>>

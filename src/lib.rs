//! Typed, composable Markdown document construction.
//!
//! Documents are built from typed building blocks rather than by
//! concatenating strings: containers accumulate children through builders,
//! freeze into immutable elements, and render bottom-up with correct
//! blank-line separation, indentation, and hard-break rules at any nesting
//! depth.
//!
//! ```
//! use mdbuilder::Document;
//!
//! let doc = Document::build(|doc| {
//!     doc.heading("Shopping")
//!         .unordered_list_items(["Apples", "Flour"]);
//! });
//!
//! assert_eq!(doc.content(), "# Shopping\n\n*  Apples\n*  Flour\n");
//! ```

/// The content model: elements and their builders.
pub mod element;
pub use element::{
    BlockQuote, BulletStyle, Element, Heading, HeadingLevel, InvalidHeadingLevel, ItemBuilder,
    Line, ListBuilder, ListItem, OrderedList, Paragraph, ParagraphBuilder, UnderlineStyle,
    UnderlinedHeading, UnorderedList,
};

mod document;
pub use document::{BlockBuilder, Document};

mod render;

<<

● Exercise:
Restate, please, word for word the span of records running from the first line to the line bearing "concatenating strings: containers", both included, and nothing outside it.

● Task output:
filename src/lib.rs
//! Typed, composable Markdown document construction.
//!
//! Documents are built from typed building blocks rather than by
//! concatenating strings: containers accumulate children through builders,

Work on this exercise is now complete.